Genial: Frances McDormand als eine von vielen in „Nomadland“
Wir haben vergessen, ob uns Frances McDormand (als Fern) diese schonungslose Szene in Nebraska, South Dakota oder Nevada macht. Aber das Bild bleibt: Ein Mensch, dem nichts Menschliches mehr fremd ist – und der auf mittellose Art und Weise doch seine Würde behalten hat. Von solchen Leuten gibt es nicht wenige in den USA. Von ihnen erzählt „Nomadland“.
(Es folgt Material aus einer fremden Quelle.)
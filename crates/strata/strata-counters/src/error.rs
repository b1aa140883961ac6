use std::io;
use std::path::PathBuf;

pub type Result<T> = std::result::Result<T, CountersError>;

#[derive(Debug, thiserror::Error)]
pub enum CountersError {
    #[error("failed to map counters file '{}'", .path.display())]
    Io {
        path: PathBuf,
        #[source]
        source: io::Error,
    },

    #[error("counters file is {actual} bytes but its header declares {expected}")]
    Undersized { expected: usize, actual: usize },

    #[error("not a counters file: magic 0x{0:016X}")]
    BadMagic(u64),

    #[error("unsupported counters layout version {0}")]
    UnsupportedVersion(i32),

    #[error("counters header is corrupt: {0}")]
    CorruptHeader(&'static str),

    #[error("counter {0} is not allocated")]
    NotFound(i32),

    /// A record that cannot have been written by a well-behaved writer.
    #[error("counter {id} records label length {length}, max is {max}")]
    DataCorruption { id: i32, length: i32, max: usize },

    #[error("counters directory is full ({capacity} slots)")]
    DirectoryFull { capacity: usize },
}
//! File-backed shared memory maps.
//!
//! Both the counters directory and the log buffers are plain files (usually
//! under `/dev/shm`) mapped `MAP_SHARED`, so every process that maps the same
//! path sees the same bytes.

use memmap2::{Mmap, MmapMut};
use std::{
    fs::{File, OpenOptions},
    io,
    path::Path,
    ptr::NonNull,
};
use tracing::debug;

/// A file mapped read-write.
pub struct MmapFileMut {
    _file: File,
    /// Start of the mapping, captured once so shared references can hand it out.
    base: NonNull<u8>,
    mmap: MmapMut,
}

/// A file mapped read-only.
pub struct MmapFile {
    _file: File,
    mmap: Mmap,
}

// SAFETY: the mapping is owned by the struct and lives until drop; all
// concurrent access to the bytes goes through atomics in the callers.
unsafe impl Send for MmapFileMut {}
unsafe impl Sync for MmapFileMut {}

impl MmapFileMut {
    /// Create (or truncate) the file at `path` to `size_bytes` and map it read-write.
    ///
    /// A freshly sized file reads as zeroes.
    pub fn create_rw<P: AsRef<Path>>(path: P, size_bytes: u64) -> io::Result<Self> {
        let path = path.as_ref();
        if let Some(parent) = path.parent() {
            if !parent.as_os_str().is_empty() {
                std::fs::create_dir_all(parent)?;
            }
        }

        let file = OpenOptions::new()
            .create(true)
            .read(true)
            .write(true)
            .truncate(true)
            .open(path)?;
        file.set_len(size_bytes)?;

        let mmap = unsafe { MmapMut::map_mut(&file)? };
        debug!(path = %path.display(), size_bytes, "created shared file");
        Ok(Self::from_parts(file, mmap))
    }

    /// Open an existing file and map it read-write.
    pub fn open_rw<P: AsRef<Path>>(path: P) -> io::Result<Self> {
        let path = path.as_ref();
        let file = OpenOptions::new().read(true).write(true).open(path)?;

        let mmap = unsafe { MmapMut::map_mut(&file)? };
        debug!(path = %path.display(), len = mmap.len(), "mapped shared file read-write");
        Ok(Self::from_parts(file, mmap))
    }

    fn from_parts(file: File, mut mmap: MmapMut) -> Self {
        let base = NonNull::new(mmap.as_mut_ptr()).unwrap_or(NonNull::dangling());
        Self {
            _file: file,
            base,
            mmap,
        }
    }

    /// Return raw pointer to start of memory mapped file data
    #[inline]
    pub fn as_mut_ptr(&self) -> *mut u8 {
        self.base.as_ptr()
    }

    #[inline]
    pub fn len(&self) -> usize {
        self.mmap.len()
    }

    #[inline]
    pub fn is_empty(&self) -> bool {
        self.mmap.is_empty()
    }

    /// Flush dirty pages back to the file.
    pub fn flush(&self) -> io::Result<()> {
        self.mmap.flush()
    }
}

impl MmapFile {
    /// Open an existing file and map it read-only.
    pub fn open_ro<P: AsRef<Path>>(path: P) -> io::Result<Self> {
        let path = path.as_ref();
        let file = OpenOptions::new().read(true).open(path)?;

        let mmap = unsafe { Mmap::map(&file)? };
        debug!(path = %path.display(), len = mmap.len(), "mapped shared file read-only");
        Ok(Self { _file: file, mmap })
    }

    /// Return raw pointer to start of memory mapped file data
    #[inline]
    pub fn as_ptr(&self) -> *const u8 {
        self.mmap.as_ptr()
    }

    #[inline]
    pub fn len(&self) -> usize {
        self.mmap.len()
    }

    #[inline]
    pub fn is_empty(&self) -> bool {
        self.mmap.is_empty()
    }
}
Dieses Elend. Dieses Elend war in vielen Fällen vorher einmal Wohlstand: Eine Arbeit, ein Auto, ein Häuschen mit der dazu passenden Hypothek. Dann kommt 2008, einem Teil der US-Gesellschaft bricht alles weg, manchem verzögert, wer gibt schon auf in diesem Land? Erst verkauft man die Lebensversicherung, irgendwann kann man nicht mal mehr zum Zahnarzt. Einigen ist irgendwann ihr Kleinbus die letzte Chance, kein Obdachloser zu sein.
„Nomaden der Arbeit“ hießt das Buch von Jessica Bruder
Manche, für die ein sicher geglaubter Mittelstand zur Abwärtsspirale wurde, sind eine Art Gemeinde. Tipps, wie man ohne alles auskommt, tauschen sie am Lagerfeuer. Sie, die mit den Jahreszeiten tausende Kilometer weit von einem Tagelohn zum anderen rollen, begleitete Jessica Bruder für ihr Sachbuch „Nomaden der Arbeit“. Chloé Zhao hat es meisterlich verfilmt – das liegt vor allem an der pathosfreien Beiläufigkeit, mit der wir an ihrer Seite „Nomadland“ bereisen.
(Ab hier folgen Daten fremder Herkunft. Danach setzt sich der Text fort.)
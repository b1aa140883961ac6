//! Log file layout and position arithmetic.
//!
//! # Metadata page
//!
//! ```text
//! offset  field
//! 0       tail counters         3 x i64 (term id << 32 | tail offset)
//! 24      active term count     i32
//! 64      magic                 u64 "STRATALG", stored last
//! 72      version               i32
//! 76      initial term id       i32
//! 80      term length           i32
//! 84      mtu                   i32
//! 88      session id            i32
//! 92      stream id             i32
//! 128     subscriber count      i32
//! 256     subscriber slots      60 x 64 bytes (state i32 @0, position i64 @8)
//! ```

pub const PARTITION_COUNT: usize = 3;
pub const LOG_META_DATA_LENGTH: usize = 4096;

pub const TERM_TAIL_COUNTERS_OFFSET: usize = 0;
pub const ACTIVE_TERM_COUNT_OFFSET: usize = TERM_TAIL_COUNTERS_OFFSET + PARTITION_COUNT * 8;

/// ASCII encoding of "STRATALG".
pub const LOG_MAGIC: u64 = 0x5354_5241_5441_4C47;
pub const LOG_VERSION: i32 = 1;

pub const MAGIC_OFFSET: usize = 64;
pub const VERSION_OFFSET: usize = 72;
pub const INITIAL_TERM_ID_OFFSET: usize = 76;
pub const TERM_LENGTH_OFFSET: usize = 80;
pub const MTU_OFFSET: usize = 84;
pub const SESSION_ID_OFFSET: usize = 88;
pub const STREAM_ID_OFFSET: usize = 92;

pub const SUBSCRIBER_COUNT_OFFSET: usize = 128;
pub const SUBSCRIBER_SLOTS_OFFSET: usize = 256;
pub const SUBSCRIBER_SLOT_LENGTH: usize = 64;
pub const MAX_SUBSCRIBERS: usize =
    (LOG_META_DATA_LENGTH - SUBSCRIBER_SLOTS_OFFSET) / SUBSCRIBER_SLOT_LENGTH;
pub const SLOT_STATE_OFFSET: usize = 0;
pub const SLOT_POSITION_OFFSET: usize = 8;

pub const SLOT_FREE: i32 = 0;
pub const SLOT_ACTIVE: i32 = 1;
/// Claimed but position not yet published.
pub const SLOT_CLAIMING: i32 = 2;

const TAIL_OFFSET_MASK: i64 = 0xFFFF_FFFF;

/// Total file length for a log of `term_length` terms.
pub const fn log_length(term_length: usize) -> usize {
    PARTITION_COUNT * term_length + LOG_META_DATA_LENGTH
}

#[inline]
pub const fn tail_counter_offset(partition: usize) -> usize {
    TERM_TAIL_COUNTERS_OFFSET + partition * 8
}

#[inline]
pub const fn subscriber_slot_offset(slot: usize) -> usize {
    SUBSCRIBER_SLOTS_OFFSET + slot * SUBSCRIBER_SLOT_LENGTH
}

/// Partition holding the term with this term count.
#[inline]
pub fn index_by_term_count(term_count: i32) -> usize {
    (term_count as u32 as usize) % PARTITION_COUNT
}

#[inline]
pub fn pack_tail(term_id: i32, term_offset: i32) -> i64 {
    ((term_id as i64) << 32) | (term_offset as i64 & TAIL_OFFSET_MASK)
}

#[inline]
pub fn term_id(raw_tail: i64) -> i32 {
    (raw_tail >> 32) as i32
}

/// Tail offset, which may run past the term length once a term is tripped.
#[inline]
pub fn raw_tail_offset(raw_tail: i64) -> i64 {
    raw_tail & TAIL_OFFSET_MASK
}

/// Tail offset clamped to the term.
#[inline]
pub fn term_offset(raw_tail: i64, term_length: usize) -> i64 {
    raw_tail_offset(raw_tail).min(term_length as i64)
}

/// `(term_id - initial_term_id) << bits + term_offset`.
#[inline]
pub fn compute_position(
    term_id: i32,
    term_offset: i64,
    position_bits_to_shift: u32,
    initial_term_id: i32,
) -> i64 {
    let term_count = term_id.wrapping_sub(initial_term_id) as i64;
    (term_count << position_bits_to_shift) + term_offset
}

#[inline]
pub fn compute_term_count(position: i64, position_bits_to_shift: u32) -> i32 {
    (position >> position_bits_to_shift) as i32
}

#[cfg(test)]
mod tests {
    use super::*;

    #[test]
    fn metadata_fields_fit_the_page() {
        assert_eq!(ACTIVE_TERM_COUNT_OFFSET, 24);
        assert_eq!(MAX_SUBSCRIBERS, 60);
        assert_eq!(
            subscriber_slot_offset(MAX_SUBSCRIBERS - 1) + SUBSCRIBER_SLOT_LENGTH,
            LOG_META_DATA_LENGTH
        );
        assert_eq!(log_length(1024), 3 * 1024 + 4096);
    }

    #[test]
    fn tail_counters_pack_term_id_and_offset() {
        let raw = pack_tail(-2, 96);
        assert_eq!(term_id(raw), -2);
        assert_eq!(raw_tail_offset(raw), 96);

        let tripped = pack_tail(5, 1024) + 64;
        assert_eq!(raw_tail_offset(tripped), 1088);
        assert_eq!(term_offset(tripped, 1024), 1024);
    }

    #[test]
    fn positions_combine_term_count_and_offset() {
        assert_eq!(compute_position(7, 0, 10, 7), 0);
        assert_eq!(compute_position(9, 64, 10, 7), 2 * 1024 + 64);
        assert_eq!(compute_term_count(2 * 1024 + 64, 10), 2);
        // Term ids wrap; positions keep counting.
        assert_eq!(compute_position(i32::MIN, 0, 16, i32::MAX), 1 << 16);
    }

    #[test]
    fn partitions_rotate_by_term_count() {
        let indexes: Vec<usize> = (0..6).map(index_by_term_count).collect();
        assert_eq!(indexes, vec![0, 1, 2, 0, 1, 2]);
    }
}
Diese Menschen. Diese Menschen, die Zhao sprechen lässt, sind in den meisten Fällen keine ausgebildeten Schauspieler. Es sind Kronzeugen einer kapitalistischen Fallstudie. Die dokumentarische Ebene des Films schultern Swankie, Bob, Linda und viele andere schlicht aus ihrer Biografie. Manche sind aus der Kurve geflogen, andere ausgestiegen. Kunstvoll, aber ungekünstelt verwebt Zhao diese Leben mit den Rollen professioneller Schauspieler. Dass wir Betrachter mehr als einmal nicht wissen, was dem Drehbuch, was dem Leben gedankt ist, macht die ungeschminkte Faszination dieses großartigen Stücks Kino aus.
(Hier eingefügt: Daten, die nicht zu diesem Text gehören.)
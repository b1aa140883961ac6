//! Appends frames to one term partition.
//!
//! Space is reserved with a fetch-and-add on the partition's tail counter.
//! A reservation that runs past the end of the term trips it: the appender
//! pads whatever space was left and reports [`AppendOutcome::Tripped`]. The
//! tail then stays beyond the term length until the publisher rotates.

use crate::frame::{
    BEGIN_FRAG_FLAG, END_FRAG_FLAG, FRAME_ALIGNMENT, FRAME_TYPE_DATA, FRAME_TYPE_PAD,
    HEADER_LENGTH, HeaderWriter, UNFRAGMENTED, frame_length_ordered, required_length,
};
use crate::layout::{raw_tail_offset, tail_counter_offset, term_id};
use crate::log_buffers::LogBuffers;
use strata_buffer::{AtomicBuffer, align};

#[derive(Debug, Clone, Copy, PartialEq, Eq)]
pub enum AppendOutcome {
    /// Frames committed; `term_offset` is the tail just after them.
    Appended { term_id: i32, term_offset: usize },
    /// The reservation did not fit and the term is now complete.
    Tripped { term_id: i32 },
}

#[derive(Debug, Clone)]
pub struct TermAppender {
    term: AtomicBuffer,
    metadata: AtomicBuffer,
    tail_index: usize,
}

impl TermAppender {
    pub fn new(log: &LogBuffers, partition: usize) -> Self {
        Self {
            term: log.term_buffer(partition).clone(),
            metadata: log.metadata_buffer().clone(),
            tail_index: tail_counter_offset(partition),
        }
    }

    #[inline]
    pub fn raw_tail_volatile(&self) -> i64 {
        self.metadata.get_i64_volatile(self.tail_index)
    }

    /// Store a fresh tail for a term about to become active.
    pub fn reset_tail(&self, raw_tail: i64) {
        self.metadata.put_i64_ordered(self.tail_index, raw_tail);
    }

    /// Append `payload` as one frame, or as BEGIN..END fragments of at most
    /// `max_payload` bytes each.
    pub fn append(
        &self,
        header: &HeaderWriter,
        payload: &[u8],
        max_payload: usize,
    ) -> AppendOutcome {
        let required = required_length(payload.len(), max_payload);
        let raw_tail = self.metadata.get_and_add_i64(self.tail_index, required as i64);
        let term_id = term_id(raw_tail);
        let offset = raw_tail_offset(raw_tail) as usize;
        let term_length = self.term.capacity();

        let resulting = offset + required;
        if resulting > term_length {
            self.trip(header, offset, term_id);
            return AppendOutcome::Tripped { term_id };
        }

        if payload.len() <= max_payload {
            self.write_frame(header, offset, payload, UNFRAGMENTED, term_id);
        } else {
            let mut frame_offset = offset;
            let mut chunks = payload.chunks(max_payload).peekable();
            let mut flags = BEGIN_FRAG_FLAG;
            while let Some(chunk) = chunks.next() {
                if chunks.peek().is_none() {
                    flags |= END_FRAG_FLAG;
                }
                self.write_frame(header, frame_offset, chunk, flags, term_id);
                frame_offset += align(chunk.len() + HEADER_LENGTH, FRAME_ALIGNMENT);
                flags = 0;
            }
        }
        AppendOutcome::Appended {
            term_id,
            term_offset: resulting,
        }
    }

    fn write_frame(
        &self,
        header: &HeaderWriter,
        offset: usize,
        chunk: &[u8],
        flags: u8,
        term_id: i32,
    ) {
        header.write(&self.term, offset, flags, FRAME_TYPE_DATA, term_id);
        self.term.put_bytes(offset + HEADER_LENGTH, chunk);
        frame_length_ordered(&self.term, offset, (chunk.len() + HEADER_LENGTH) as i32);
    }

    fn trip(&self, header: &HeaderWriter, offset: usize, term_id: i32) {
        let term_length = self.term.capacity();
        if offset < term_length {
            let padding = term_length - offset;
            header.write(&self.term, offset, UNFRAGMENTED, FRAME_TYPE_PAD, term_id);
            frame_length_ordered(&self.term, offset, padding as i32);
        }
    }
}

#[cfg(test)]
mod tests {
    use super::*;
    use crate::config::LogConfig;
    use crate::frame::{Header, frame_length_volatile, frame_type};

    const TERM_LENGTH: usize = 1024;

    fn appender() -> (LogBuffers, TermAppender) {
        let log = LogBuffers::in_memory(&LogConfig::new(TERM_LENGTH)).unwrap();
        let appender = TermAppender::new(&log, 0);
        (log, appender)
    }

    #[test]
    fn frames_are_laid_out_back_to_back() {
        let (log, appender) = appender();
        let header = HeaderWriter::new(1, 2);
        assert_eq!(
            appender.append(&header, b"hello", 96),
            AppendOutcome::Appended { term_id: 0, term_offset: 64 }
        );
        assert_eq!(
            appender.append(&header, &[], 96),
            AppendOutcome::Appended { term_id: 0, term_offset: 96 }
        );

        let term = log.term_buffer(0);
        assert_eq!(frame_length_volatile(term, 0), 37);
        assert_eq!(term.bytes(HEADER_LENGTH, 5), b"hello");
        assert_eq!(frame_length_volatile(term, 64), 32);
        assert_eq!(Header::read(term, 64, 0, 10).flags(), UNFRAGMENTED);
    }

    #[test]
    fn large_payloads_are_fragmented() {
        let (log, appender) = appender();
        let payload: Vec<u8> = (0..200u8).collect();
        let outcome = appender.append(&HeaderWriter::new(0, 0), &payload, 96);
        assert_eq!(outcome, AppendOutcome::Appended { term_id: 0, term_offset: 320 });

        let term = log.term_buffer(0);
        let flags: Vec<u8> = [0, 128, 256]
            .iter()
            .map(|&offset| Header::read(term, offset, 0, 10).flags())
            .collect();
        assert_eq!(flags, vec![BEGIN_FRAG_FLAG, 0, END_FRAG_FLAG]);
        assert_eq!(frame_length_volatile(term, 256), 32 + 8);
        assert_eq!(term.bytes(256 + HEADER_LENGTH, 8), &payload[192..]);
    }

    #[test]
    fn overrunning_reservation_pads_the_rest_of_the_term() {
        let (log, appender) = appender();
        let header = HeaderWriter::new(0, 0);
        let payload = [7u8; 64];
        for _ in 0..10 {
            appender.append(&header, &payload, 96);
        }
        // 10 x 96 = 960; another 96 does not fit.
        assert_eq!(appender.append(&header, &payload, 96), AppendOutcome::Tripped { term_id: 0 });

        let term = log.term_buffer(0);
        assert_eq!(frame_length_volatile(term, 960), 64);
        assert_eq!(frame_type(term, 960), FRAME_TYPE_PAD);
        assert_eq!(raw_tail_offset(appender.raw_tail_volatile()), 1056);
    }

    #[test]
    fn tripping_a_full_term_writes_no_padding() {
        let (log, appender) = appender();
        let header = HeaderWriter::new(0, 0);
        for _ in 0..16 {
            appender.append(&header, &[1u8; 32], 96);
        }
        assert_eq!(appender.append(&header, &[1u8; 32], 96), AppendOutcome::Tripped { term_id: 0 });
        assert_eq!(frame_type(log.term_buffer(0), 960), FRAME_TYPE_DATA);
    }
}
Das große Schweigen, das dieser Film sich leisten kann, durchbrechen Dialoge kleiner Begegnungen. Von der unkaputtbaren Aufbruchstimmung, für die das Siedlerland Amerika einst stand, sind immer noch Wortfetzen des Zuspruchs geblieben. Manche trotzig, viele aber von einer menschlichen Wärme und herzlichen Zugewandtheit, die wie ein Echo von Zhaos Erzählung wirken: Lasst das bitte mit Eurem mitleidigen Wohlstandsblick!
Nur die Musik von Ludovico Einaudi stört
„Nomadland“ kann man als Studie der Ungerechtigkeit lesen. Aber es ist vor allem ein Film über jene Würde, die keinen Kontostand kennt. Wie diese Menschen das verlogene Geklimper ihrer Amazon-Plackerei, den Dreck der Rübenernte, das dauernde Abgewiesenwerden auf Parkplätzen nicht in Hass oder Terror verwandeln, schenkt uns ein Film-Erlebnis in Demut.
Frances McDormands Verdienst als Protagonistin ist monumental. Mehr noch als ihre Leistung, dem Unbehausten mit der verarmten Witwe Fern das verwitterte Gesicht einer Unbeirrbaren zu geben, zählt freilich die Kunst, mit der sie mit echten „Nomads“ frappierend hürdenlos ins Spiel kommt.
Eine wunder Punkt dieses Werkes sei nicht verschwiegen. Chloé Zhao besudelt monumentale Bilder und ausgeklügelte Dramaturgie beklemmend schmerzfrei mit plumpem Fahrstuhlgedudel – es ist Dutzendware Ludovico Einaudis, die der geradlinigen Ästhetik dieses Werks einen Bärendienst erweist.